Suum – Cryptomass Review

It’s a new year and I’m already anxious to uncover 2020s version of Fvneral Fvkk. By that I mean a doom album that comes out of nowhere and hits me like a runaway logging truck, leaving me bloodied, battered but impressed. In search of the next unheralded monolith of massiveness, I took a flyer on unsung Italian doom act Suum. Cryptomass is their second album, and you just have to love that witty title, as only CandleMASSIVE would be better1. The band plays a variant of traditional doom with slight stoner elements, and things occasionally wonder into doom death territory at times, but the main influence is clearly Candlemass. They spice up this strange old brew with oddball vocals that ramble all over the place and often sound like early Mercyful Fate outtakes. If you think this sounds like a sketchy confection, you are correct, but hey, you get what you get when you take risks in the promo sump. No risk it, no biscuit, or so they claim.

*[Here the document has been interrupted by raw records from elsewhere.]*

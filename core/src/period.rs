//! Election period state machine.
//!
//! An election moves through a fixed sequence of periods. Signups are only
//! accepted while signing up, messages only while voting, and batches only
//! while processing. The processing period carries the number of batches
//! still outstanding; batches are consumed from the highest index down to
//! zero, so the next expected batch is always `remaining - 1`.

use std::fmt;

use serde::{Deserialize, Serialize};

#[derive(Clone, Copy, Debug, PartialEq, Eq, Serialize, Deserialize)]
pub enum Period {
    /// Election created, signups not yet open.
    Created,
    /// Participants may sign up.
    SigningUp,
    /// Participants may publish messages.
    Voting,
    /// The coordinator is replaying message batches in reverse order.
    Processing { remaining: u64 },
    /// All batches processed and the tally sealed.
    Tallied,
}

impl Period {
    pub fn name(&self) -> &'static str {
        match self {
            Period::Created => "created",
            Period::SigningUp => "signing-up",
            Period::Voting => "voting",
            Period::Processing { .. } => "processing",
            Period::Tallied => "tallied",
        }
    }

    /// Index of the batch the engine expects next, newest window first.
    pub fn next_batch_index(&self) -> Option<u64> {
        match self {
            Period::Processing { remaining } => remaining.checked_sub(1),
            _ => None,
        }
    }

    /// True once every batch has been committed (or there were none).
    pub fn is_processing_complete(&self) -> bool {
        matches!(self, Period::Processing { remaining: 0 })
    }
}

impl fmt::Display for Period {
    fn fmt(&self, f: &mut fmt::Formatter<'_>) -> fmt::Result {
        match self {
            Period::Processing { remaining } => {
                write!(f, "processing ({remaining} batches remaining)")
            }
            other => f.write_str(other.name()),
        }
    }
}

#[cfg(test)]
mod tests {
    use super::*;

    #[test]
    fn next_batch_counts_down() {
        assert_eq!(Period::Processing { remaining: 3 }.next_batch_index(), Some(2));
        assert_eq!(Period::Processing { remaining: 1 }.next_batch_index(), Some(0));
        assert_eq!(Period::Processing { remaining: 0 }.next_batch_index(), None);
        assert_eq!(Period::Voting.next_batch_index(), None);
    }

    #[test]
    fn completion_requires_zero_remaining() {
        assert!(Period::Processing { remaining: 0 }.is_processing_complete());
        assert!(!Period::Processing { remaining: 1 }.is_processing_complete());
        assert!(!Period::Tallied.is_processing_complete());
    }
}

Things begin interestingly enough with the title track showing that the band can indeed craft interesting textures and moods while delivering effective doom moments. It sounds like a darker, less polished Candlemass smashed together messily with early Saint Vitus. The riffs are meaty and heavy, the mood is ominous and the over-the-top vocals are kept just shy of becoming too much to take as they flit between goth-style crooning and dramatic wailing. The song is too long at nearly nine minutes but it’s enjoyable. Give me an album full of similar material and I’d consider you a band worth hearing. That’s not what we get however. “The Silence of Agony” keeps the music fairly consistent but lets frontman Misantrophil (great name) take great liberties with his delivery, which quickly proves to be a grievous error. He wails, caterwauls, growls, and does reverb-drenched King Diamond spit-takes, and at no point does he embrace the concept of restraint. I however would like to see him restrained, and possibly tasered, as he single-handedly nukes what might have been a decent doom tune and makes it a chore to get through. By the time we arrive at “Creatures From the Vault” he’s started to sound uncannily like the Count from Sesame Street, rolling Rs like it’s his day job while adopting a weighty Transylvania brogue. It all becomes quite comical and this is not helped by the awkward riffs and abrupt transitions. Count me out of this one, Count.

From there on out Cryptomass offers a mixed bag of semi-decent to outright bad doom tunes, uniformly butchered by bad vocals. “Burial at Night” builds up a nicely grim, doomy atmosphere with some interesting guitar-work, until Misantrophil shows up to kick dog poo all over everything, sounding like Sacred Steel’s Gerret P. Mutz if he was really, really trying to get himself fired. The vocals make you feel every second of the song’s seven and a half minutes and by the time it finally ends you’ll be shopping for an industrial-grade muzzle and shock collar. Likewise, the stoner-esque doom rock of “Claws of Evil” sees some decent riffs completely wasted in a song annihilated by atrocious vocal-work. In a nutshell, this album is a mess and at 55 minutes, it’s a long mess.

The band is not without talent, and the guitar-work of Painkiller is at times quite good. He can craft some solid doom and stoner riffs and these really become the feature you’re forced to focus on as a raving lunatic howls at alley cats on song after song. The thing that bothers me most is that Misantrophil can be a functional vocalist when he attempts a modicum of restraint, as he does on the title track. At a base level he sounds quite like Scott Reagers of Saint Vitus. However, when Mr. Misantrophil tries to go super theatrical and over-dramatic, things go from okay to dumpster fire in a hot flash and there’s no coming back once that match is lit.

Cryptomass is a cautionary tale about how a maniacal vocalist can sink an album faster than a fuck-ton of boulders. Suum seem to have the chops to write decent doom, and with a semi-restrained vocalist this might have been passable fare, but such is life in the slow lane. Avoid this unless you enjoy watching burning trains going off icy rails in slow motion for an hour. Cryptomiss.


Rating: 2.0/5.0
DR: 7 | Format Reviewed: 320 kbps mp3
Label: Seeing Red Records
Websites: suumdoom.bandcamp.com | facebook.com/suumdoom
Releases Worldwide: February 14th, 2020

Show 1 footnote

  1. Credit grudgingly given to Cherd ov Doom for coining this excellent phrase.